### [WHAT THIS TASK INVOLVES]
Among the records below, find the line that has "reach the wire."; from there, give the lines again exactly, and stop after the line that has "pub const ENV_IDLE_TIMEOUT_SECS: &str".
┄┄┄┄┄┄
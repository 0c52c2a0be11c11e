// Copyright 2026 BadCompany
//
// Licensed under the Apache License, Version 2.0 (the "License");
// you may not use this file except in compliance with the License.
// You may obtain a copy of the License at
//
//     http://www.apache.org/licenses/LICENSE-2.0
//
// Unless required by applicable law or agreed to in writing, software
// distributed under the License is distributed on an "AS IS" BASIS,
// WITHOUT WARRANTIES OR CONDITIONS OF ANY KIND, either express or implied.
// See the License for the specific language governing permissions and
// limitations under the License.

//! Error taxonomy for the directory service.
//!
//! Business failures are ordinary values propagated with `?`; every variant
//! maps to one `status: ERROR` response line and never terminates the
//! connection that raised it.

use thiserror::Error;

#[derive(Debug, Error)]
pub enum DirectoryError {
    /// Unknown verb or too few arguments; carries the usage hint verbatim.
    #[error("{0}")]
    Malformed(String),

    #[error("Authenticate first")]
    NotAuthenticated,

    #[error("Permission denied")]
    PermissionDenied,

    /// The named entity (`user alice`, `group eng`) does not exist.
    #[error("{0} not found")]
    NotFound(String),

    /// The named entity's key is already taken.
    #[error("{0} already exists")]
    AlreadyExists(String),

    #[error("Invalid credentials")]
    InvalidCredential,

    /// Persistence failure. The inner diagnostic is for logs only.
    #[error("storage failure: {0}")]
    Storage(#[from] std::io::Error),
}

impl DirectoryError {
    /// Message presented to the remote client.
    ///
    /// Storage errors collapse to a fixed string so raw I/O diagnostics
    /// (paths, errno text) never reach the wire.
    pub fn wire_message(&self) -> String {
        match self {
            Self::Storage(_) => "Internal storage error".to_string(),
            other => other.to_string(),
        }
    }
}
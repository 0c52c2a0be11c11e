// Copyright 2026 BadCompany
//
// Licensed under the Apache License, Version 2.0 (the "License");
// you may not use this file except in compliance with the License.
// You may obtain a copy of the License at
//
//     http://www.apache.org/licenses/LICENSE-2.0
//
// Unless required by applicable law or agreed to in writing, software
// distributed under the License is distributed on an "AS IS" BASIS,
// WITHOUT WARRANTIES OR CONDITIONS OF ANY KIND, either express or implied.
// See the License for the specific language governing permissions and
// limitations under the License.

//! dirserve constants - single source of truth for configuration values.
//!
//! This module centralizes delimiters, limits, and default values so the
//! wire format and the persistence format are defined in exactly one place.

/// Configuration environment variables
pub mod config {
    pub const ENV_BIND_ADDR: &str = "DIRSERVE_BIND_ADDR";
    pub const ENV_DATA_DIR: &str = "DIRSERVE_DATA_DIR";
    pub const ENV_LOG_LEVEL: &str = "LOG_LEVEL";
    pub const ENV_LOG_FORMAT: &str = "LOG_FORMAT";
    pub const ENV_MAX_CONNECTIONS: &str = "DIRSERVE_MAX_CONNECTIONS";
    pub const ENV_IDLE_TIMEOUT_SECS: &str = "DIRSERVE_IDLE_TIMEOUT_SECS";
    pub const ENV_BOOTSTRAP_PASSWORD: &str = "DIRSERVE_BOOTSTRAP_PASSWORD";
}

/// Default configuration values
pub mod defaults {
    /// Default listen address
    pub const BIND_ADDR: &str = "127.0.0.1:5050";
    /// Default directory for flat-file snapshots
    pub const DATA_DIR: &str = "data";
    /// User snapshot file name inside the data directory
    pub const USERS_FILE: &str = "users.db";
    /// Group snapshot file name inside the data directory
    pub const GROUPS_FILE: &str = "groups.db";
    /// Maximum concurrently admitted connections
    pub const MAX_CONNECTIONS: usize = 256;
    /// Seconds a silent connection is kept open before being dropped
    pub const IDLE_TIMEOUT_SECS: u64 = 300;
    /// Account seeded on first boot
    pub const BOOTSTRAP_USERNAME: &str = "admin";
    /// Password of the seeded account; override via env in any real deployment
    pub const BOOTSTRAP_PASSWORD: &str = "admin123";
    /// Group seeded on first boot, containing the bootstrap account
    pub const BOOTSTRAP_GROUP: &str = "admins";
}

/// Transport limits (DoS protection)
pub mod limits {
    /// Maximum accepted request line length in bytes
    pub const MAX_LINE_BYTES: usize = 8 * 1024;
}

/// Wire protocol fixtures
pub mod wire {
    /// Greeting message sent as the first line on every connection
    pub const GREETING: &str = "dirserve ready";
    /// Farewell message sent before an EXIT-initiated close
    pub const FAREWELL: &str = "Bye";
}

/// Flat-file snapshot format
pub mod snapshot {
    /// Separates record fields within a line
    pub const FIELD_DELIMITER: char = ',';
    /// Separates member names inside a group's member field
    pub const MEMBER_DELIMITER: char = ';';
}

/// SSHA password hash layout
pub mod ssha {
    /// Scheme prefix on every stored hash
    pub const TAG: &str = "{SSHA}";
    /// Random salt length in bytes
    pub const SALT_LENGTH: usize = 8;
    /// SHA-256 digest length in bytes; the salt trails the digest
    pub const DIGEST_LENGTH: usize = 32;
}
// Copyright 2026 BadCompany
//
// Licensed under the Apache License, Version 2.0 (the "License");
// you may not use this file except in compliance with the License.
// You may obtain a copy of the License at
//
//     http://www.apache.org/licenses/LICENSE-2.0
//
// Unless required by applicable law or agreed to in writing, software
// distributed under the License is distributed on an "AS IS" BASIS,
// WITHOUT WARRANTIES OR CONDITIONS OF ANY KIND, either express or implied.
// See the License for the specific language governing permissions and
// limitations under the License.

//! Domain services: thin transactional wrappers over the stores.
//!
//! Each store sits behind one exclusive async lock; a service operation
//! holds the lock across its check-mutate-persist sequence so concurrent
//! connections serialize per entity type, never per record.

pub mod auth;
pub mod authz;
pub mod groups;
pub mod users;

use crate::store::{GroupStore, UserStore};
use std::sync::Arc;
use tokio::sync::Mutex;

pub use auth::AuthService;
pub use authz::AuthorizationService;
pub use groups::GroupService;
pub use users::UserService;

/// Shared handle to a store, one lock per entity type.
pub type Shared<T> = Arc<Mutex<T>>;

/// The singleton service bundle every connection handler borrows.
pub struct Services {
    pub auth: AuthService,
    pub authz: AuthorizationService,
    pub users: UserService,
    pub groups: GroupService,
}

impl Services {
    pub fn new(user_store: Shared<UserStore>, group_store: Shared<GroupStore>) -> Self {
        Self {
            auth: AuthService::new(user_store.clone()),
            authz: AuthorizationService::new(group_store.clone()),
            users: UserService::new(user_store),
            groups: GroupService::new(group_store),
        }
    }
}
┄┄┄┄┄┄
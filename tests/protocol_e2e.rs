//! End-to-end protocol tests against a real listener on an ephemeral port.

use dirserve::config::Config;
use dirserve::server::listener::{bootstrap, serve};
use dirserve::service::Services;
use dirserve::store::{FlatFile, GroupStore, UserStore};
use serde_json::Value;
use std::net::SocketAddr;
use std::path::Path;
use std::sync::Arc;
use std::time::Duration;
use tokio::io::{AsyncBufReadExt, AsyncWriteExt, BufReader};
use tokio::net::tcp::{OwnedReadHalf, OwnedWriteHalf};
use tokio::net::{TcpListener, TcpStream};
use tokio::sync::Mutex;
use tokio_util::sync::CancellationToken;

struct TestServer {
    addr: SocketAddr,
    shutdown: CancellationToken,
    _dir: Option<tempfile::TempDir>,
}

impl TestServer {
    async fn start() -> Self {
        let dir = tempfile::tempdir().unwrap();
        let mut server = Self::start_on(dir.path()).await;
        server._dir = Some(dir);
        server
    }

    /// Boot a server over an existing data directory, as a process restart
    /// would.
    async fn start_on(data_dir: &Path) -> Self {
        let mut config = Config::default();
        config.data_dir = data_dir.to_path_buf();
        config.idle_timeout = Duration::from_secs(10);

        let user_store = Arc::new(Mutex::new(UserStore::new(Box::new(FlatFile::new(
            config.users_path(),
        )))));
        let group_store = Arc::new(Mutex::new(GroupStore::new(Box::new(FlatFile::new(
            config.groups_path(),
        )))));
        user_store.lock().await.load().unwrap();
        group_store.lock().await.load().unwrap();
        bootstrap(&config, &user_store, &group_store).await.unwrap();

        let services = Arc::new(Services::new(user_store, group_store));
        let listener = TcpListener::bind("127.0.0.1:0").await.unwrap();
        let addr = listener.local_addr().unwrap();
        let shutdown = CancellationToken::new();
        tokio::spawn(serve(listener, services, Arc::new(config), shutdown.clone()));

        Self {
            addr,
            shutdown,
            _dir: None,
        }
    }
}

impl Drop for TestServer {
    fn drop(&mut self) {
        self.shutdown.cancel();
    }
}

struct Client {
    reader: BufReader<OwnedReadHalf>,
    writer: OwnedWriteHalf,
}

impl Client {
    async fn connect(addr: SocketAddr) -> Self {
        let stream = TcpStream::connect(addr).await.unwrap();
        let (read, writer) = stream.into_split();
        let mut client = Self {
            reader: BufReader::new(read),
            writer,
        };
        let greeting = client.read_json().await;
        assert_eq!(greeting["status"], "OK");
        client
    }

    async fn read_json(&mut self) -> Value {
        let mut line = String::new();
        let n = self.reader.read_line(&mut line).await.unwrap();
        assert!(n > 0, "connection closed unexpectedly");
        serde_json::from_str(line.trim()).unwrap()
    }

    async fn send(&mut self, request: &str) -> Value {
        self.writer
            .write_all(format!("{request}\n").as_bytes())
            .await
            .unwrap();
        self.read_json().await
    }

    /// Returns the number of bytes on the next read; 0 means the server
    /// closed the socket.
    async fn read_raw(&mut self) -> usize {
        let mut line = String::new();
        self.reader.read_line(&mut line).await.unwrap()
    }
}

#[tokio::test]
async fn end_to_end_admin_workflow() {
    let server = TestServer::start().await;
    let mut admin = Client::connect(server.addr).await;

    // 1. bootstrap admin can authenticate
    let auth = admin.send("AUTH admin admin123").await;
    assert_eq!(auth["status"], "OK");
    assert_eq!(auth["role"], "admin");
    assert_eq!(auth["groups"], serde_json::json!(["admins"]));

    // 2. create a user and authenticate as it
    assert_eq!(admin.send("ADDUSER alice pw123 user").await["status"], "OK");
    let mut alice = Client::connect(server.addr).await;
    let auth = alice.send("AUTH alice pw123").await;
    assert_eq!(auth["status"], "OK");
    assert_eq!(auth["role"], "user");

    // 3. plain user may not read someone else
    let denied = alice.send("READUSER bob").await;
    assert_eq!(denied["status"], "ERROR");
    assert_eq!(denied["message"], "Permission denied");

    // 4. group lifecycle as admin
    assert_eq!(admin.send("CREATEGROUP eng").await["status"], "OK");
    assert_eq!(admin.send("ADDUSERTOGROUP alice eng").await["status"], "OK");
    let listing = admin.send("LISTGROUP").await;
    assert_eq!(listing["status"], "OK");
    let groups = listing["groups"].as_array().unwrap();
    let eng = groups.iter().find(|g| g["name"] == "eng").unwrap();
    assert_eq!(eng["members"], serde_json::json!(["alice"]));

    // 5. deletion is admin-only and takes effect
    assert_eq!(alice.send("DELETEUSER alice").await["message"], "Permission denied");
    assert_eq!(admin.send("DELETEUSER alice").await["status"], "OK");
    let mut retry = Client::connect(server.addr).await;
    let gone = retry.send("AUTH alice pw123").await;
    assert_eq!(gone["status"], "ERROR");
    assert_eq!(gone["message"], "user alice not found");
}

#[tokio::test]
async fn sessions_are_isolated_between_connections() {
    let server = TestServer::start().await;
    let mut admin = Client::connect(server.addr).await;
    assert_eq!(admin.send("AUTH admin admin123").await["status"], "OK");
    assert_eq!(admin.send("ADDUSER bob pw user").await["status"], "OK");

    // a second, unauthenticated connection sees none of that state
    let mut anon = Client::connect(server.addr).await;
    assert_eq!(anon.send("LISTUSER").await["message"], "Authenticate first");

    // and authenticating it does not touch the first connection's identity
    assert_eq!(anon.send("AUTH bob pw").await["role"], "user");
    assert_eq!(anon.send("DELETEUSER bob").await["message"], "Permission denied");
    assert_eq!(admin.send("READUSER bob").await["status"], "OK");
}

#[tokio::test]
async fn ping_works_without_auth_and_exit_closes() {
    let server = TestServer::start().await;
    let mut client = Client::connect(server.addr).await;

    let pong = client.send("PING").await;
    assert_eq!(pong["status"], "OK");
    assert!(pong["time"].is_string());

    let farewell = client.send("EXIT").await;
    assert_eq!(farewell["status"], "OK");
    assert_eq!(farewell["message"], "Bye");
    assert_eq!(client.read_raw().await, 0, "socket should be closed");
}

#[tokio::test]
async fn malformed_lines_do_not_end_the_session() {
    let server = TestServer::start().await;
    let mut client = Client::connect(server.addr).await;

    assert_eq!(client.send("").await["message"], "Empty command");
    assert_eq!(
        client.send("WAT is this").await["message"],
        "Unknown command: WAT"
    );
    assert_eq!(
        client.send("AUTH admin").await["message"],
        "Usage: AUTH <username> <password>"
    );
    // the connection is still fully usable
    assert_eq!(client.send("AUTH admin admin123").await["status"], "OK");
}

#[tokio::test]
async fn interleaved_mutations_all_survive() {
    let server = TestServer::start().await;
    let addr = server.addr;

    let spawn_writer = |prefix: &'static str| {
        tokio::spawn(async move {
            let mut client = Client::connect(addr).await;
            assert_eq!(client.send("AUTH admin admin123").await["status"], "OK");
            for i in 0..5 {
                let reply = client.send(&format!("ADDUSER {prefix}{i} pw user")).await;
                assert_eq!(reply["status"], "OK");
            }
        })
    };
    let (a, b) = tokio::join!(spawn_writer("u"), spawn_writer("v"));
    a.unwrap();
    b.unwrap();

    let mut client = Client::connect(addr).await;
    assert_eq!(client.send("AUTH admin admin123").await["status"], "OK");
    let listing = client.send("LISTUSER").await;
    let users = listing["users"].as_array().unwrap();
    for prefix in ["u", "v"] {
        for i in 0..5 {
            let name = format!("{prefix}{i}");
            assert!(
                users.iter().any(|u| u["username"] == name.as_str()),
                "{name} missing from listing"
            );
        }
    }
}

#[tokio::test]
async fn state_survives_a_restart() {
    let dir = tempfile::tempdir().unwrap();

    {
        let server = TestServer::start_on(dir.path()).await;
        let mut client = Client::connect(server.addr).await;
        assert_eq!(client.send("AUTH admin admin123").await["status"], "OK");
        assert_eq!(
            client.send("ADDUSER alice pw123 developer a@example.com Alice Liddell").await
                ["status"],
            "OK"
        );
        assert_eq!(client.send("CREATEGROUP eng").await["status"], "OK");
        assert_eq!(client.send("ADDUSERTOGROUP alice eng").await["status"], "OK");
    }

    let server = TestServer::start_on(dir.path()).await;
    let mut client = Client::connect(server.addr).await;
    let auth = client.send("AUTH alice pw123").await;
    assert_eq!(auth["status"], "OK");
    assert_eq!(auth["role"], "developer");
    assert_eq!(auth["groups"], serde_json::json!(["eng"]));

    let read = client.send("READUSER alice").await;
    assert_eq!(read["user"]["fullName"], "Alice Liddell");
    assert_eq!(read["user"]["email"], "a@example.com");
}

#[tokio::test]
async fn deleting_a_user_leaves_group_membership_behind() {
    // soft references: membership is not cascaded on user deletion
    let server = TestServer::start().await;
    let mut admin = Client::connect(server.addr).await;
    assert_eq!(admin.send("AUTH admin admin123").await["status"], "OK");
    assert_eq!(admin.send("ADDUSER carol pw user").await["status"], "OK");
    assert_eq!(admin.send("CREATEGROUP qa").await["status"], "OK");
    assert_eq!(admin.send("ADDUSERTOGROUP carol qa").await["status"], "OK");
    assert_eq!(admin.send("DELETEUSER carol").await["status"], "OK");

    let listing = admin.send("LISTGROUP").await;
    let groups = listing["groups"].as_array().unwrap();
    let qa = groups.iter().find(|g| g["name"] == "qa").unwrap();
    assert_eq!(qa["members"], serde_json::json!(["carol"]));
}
┄┄┄┄┄┄
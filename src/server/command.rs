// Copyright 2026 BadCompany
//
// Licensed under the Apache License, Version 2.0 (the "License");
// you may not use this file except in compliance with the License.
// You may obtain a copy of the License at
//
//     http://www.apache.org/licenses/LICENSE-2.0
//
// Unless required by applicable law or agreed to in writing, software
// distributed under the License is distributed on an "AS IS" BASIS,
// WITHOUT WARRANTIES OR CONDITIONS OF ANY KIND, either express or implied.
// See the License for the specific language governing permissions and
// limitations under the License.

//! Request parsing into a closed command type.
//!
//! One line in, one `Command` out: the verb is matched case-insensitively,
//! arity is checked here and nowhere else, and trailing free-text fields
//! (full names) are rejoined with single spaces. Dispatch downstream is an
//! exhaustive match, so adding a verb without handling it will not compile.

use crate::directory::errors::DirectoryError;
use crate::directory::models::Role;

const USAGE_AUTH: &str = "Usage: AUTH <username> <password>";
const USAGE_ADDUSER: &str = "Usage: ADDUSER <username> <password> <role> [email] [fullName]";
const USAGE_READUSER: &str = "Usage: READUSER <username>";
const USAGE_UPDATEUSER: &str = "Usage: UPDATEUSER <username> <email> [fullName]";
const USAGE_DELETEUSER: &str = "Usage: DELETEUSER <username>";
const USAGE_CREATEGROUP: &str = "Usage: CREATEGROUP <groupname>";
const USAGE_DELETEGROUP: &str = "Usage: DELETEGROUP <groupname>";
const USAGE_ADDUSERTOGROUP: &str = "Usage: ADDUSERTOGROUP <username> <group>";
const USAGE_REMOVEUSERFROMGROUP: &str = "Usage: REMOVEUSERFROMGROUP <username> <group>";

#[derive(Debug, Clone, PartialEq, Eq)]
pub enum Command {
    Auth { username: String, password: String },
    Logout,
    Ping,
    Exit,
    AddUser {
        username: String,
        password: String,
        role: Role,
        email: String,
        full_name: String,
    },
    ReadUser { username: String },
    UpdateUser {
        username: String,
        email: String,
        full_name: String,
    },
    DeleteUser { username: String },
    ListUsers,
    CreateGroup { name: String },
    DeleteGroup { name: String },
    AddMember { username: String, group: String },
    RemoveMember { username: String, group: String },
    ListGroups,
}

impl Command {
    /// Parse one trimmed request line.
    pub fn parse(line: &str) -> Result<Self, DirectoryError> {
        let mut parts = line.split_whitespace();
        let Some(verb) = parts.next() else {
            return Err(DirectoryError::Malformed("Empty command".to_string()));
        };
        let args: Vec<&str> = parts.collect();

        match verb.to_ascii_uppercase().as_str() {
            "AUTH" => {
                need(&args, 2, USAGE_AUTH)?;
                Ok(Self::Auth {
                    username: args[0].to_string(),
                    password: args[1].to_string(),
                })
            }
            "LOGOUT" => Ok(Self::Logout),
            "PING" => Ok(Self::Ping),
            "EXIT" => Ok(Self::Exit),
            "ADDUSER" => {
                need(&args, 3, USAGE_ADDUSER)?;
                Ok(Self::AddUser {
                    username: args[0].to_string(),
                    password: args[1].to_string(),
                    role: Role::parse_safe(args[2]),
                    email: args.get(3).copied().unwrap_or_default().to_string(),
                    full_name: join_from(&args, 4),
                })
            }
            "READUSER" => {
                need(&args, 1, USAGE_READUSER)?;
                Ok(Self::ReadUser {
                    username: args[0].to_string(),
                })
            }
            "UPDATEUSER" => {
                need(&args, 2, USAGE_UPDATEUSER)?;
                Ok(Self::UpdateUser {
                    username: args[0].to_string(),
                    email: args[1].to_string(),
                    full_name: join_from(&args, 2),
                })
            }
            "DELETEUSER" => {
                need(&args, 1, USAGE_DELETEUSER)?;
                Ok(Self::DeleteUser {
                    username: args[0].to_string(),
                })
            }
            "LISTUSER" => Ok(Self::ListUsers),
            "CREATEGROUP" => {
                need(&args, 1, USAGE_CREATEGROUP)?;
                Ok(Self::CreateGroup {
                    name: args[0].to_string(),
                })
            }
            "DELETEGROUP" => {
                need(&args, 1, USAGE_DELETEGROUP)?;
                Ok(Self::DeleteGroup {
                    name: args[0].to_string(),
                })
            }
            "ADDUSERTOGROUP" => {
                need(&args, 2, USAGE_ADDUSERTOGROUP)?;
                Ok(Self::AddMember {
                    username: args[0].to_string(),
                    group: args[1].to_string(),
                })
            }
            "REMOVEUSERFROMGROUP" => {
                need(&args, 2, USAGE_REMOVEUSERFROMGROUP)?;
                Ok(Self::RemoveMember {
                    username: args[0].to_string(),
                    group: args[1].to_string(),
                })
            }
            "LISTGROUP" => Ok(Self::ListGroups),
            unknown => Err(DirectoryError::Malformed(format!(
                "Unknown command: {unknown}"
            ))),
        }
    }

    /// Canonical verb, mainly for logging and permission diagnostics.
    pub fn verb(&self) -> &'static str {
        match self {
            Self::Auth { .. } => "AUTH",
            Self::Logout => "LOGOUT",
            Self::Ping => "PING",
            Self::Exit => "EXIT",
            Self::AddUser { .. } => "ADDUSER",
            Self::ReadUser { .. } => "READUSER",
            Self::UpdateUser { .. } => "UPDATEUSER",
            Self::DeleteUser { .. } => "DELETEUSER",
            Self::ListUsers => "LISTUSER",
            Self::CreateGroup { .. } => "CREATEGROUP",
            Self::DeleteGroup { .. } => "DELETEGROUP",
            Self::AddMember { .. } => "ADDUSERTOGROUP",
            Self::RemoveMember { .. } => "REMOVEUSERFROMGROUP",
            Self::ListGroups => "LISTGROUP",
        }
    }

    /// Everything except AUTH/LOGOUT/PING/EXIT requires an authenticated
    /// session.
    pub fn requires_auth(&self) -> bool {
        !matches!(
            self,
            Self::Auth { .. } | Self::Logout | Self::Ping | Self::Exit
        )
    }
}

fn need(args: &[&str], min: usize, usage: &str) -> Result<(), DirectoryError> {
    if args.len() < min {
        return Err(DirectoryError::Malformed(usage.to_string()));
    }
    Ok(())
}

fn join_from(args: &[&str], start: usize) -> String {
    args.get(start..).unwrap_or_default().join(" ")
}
┄┄┄┄┄┄
### [RESULT]
    /// (paths, errno text) never reach the wire.
    pub fn wire_message(&self) -> String {
        match self {
            Self::Storage(_) => "Internal storage error".to_string(),
            other => other.to_string(),
        }
    }
}
repository 0c52c2a0be11c11e
// Copyright 2026 BadCompany
//
// Licensed under the Apache License, Version 2.0 (the "License");
// you may not use this file except in compliance with the License.
// You may obtain a copy of the License at
//
//     http://www.apache.org/licenses/LICENSE-2.0
//
// Unless required by applicable law or agreed to in writing, software
// distributed under the License is distributed on an "AS IS" BASIS,
// WITHOUT WARRANTIES OR CONDITIONS OF ANY KIND, either express or implied.
// See the License for the specific language governing permissions and
// limitations under the License.

//! dirserve constants - single source of truth for configuration values.
//!
//! This module centralizes delimiters, limits, and default values so the
//! wire format and the persistence format are defined in exactly one place.

/// Configuration environment variables
pub mod config {
    pub const ENV_BIND_ADDR: &str = "DIRSERVE_BIND_ADDR";
    pub const ENV_DATA_DIR: &str = "DIRSERVE_DATA_DIR";
    pub const ENV_LOG_LEVEL: &str = "LOG_LEVEL";
    pub const ENV_LOG_FORMAT: &str = "LOG_FORMAT";
    pub const ENV_MAX_CONNECTIONS: &str = "DIRSERVE_MAX_CONNECTIONS";
    pub const ENV_IDLE_TIMEOUT_SECS: &str = "DIRSERVE_IDLE_TIMEOUT_SECS";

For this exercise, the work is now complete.